↓
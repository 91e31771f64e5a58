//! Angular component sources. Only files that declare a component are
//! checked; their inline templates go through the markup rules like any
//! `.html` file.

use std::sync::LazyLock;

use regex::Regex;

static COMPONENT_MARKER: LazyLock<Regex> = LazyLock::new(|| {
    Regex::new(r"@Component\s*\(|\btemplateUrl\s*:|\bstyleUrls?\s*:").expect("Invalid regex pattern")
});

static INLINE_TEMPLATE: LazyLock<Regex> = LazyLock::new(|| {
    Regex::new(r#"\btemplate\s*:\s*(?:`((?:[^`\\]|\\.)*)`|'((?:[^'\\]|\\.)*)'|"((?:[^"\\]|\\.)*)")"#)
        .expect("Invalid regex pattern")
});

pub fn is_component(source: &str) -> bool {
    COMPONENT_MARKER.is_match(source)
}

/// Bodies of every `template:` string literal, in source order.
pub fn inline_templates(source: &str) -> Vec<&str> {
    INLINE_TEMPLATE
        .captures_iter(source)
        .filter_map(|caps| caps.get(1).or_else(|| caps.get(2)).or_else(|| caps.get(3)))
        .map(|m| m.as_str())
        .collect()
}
↑
Directions –
Only the lines from the one containing "a component are" through the final line of the material should be printed, each word for word. Both of those lines count.

Exercise result –
//! Angular component sources. Only files that declare a component are
//! checked; their inline templates go through the markup rules like any
//! `.html` file.

use std::sync::LazyLock;

use regex::Regex;

static COMPONENT_MARKER: LazyLock<Regex> = LazyLock::new(|| {
    Regex::new(r"@Component\s*\(|\btemplateUrl\s*:|\bstyleUrls?\s*:").expect("Invalid regex pattern")
});

static INLINE_TEMPLATE: LazyLock<Regex> = LazyLock::new(|| {
    Regex::new(r#"\btemplate\s*:\s*(?:`((?:[^`\\]|\\.)*)`|'((?:[^'\\]|\\.)*)'|"((?:[^"\\]|\\.)*)")"#)
        .expect("Invalid regex pattern")
});

pub fn is_component(source: &str) -> bool {
    COMPONENT_MARKER.is_match(source)
}

/// Bodies of every `template:` string literal, in source order.
pub fn inline_templates(source: &str) -> Vec<&str> {
    INLINE_TEMPLATE
        .captures_iter(source)
        .filter_map(|caps| caps.get(1).or_else(|| caps.get(2)).or_else(|| caps.get(3)))
        .map(|m| m.as_str())
        .collect()
}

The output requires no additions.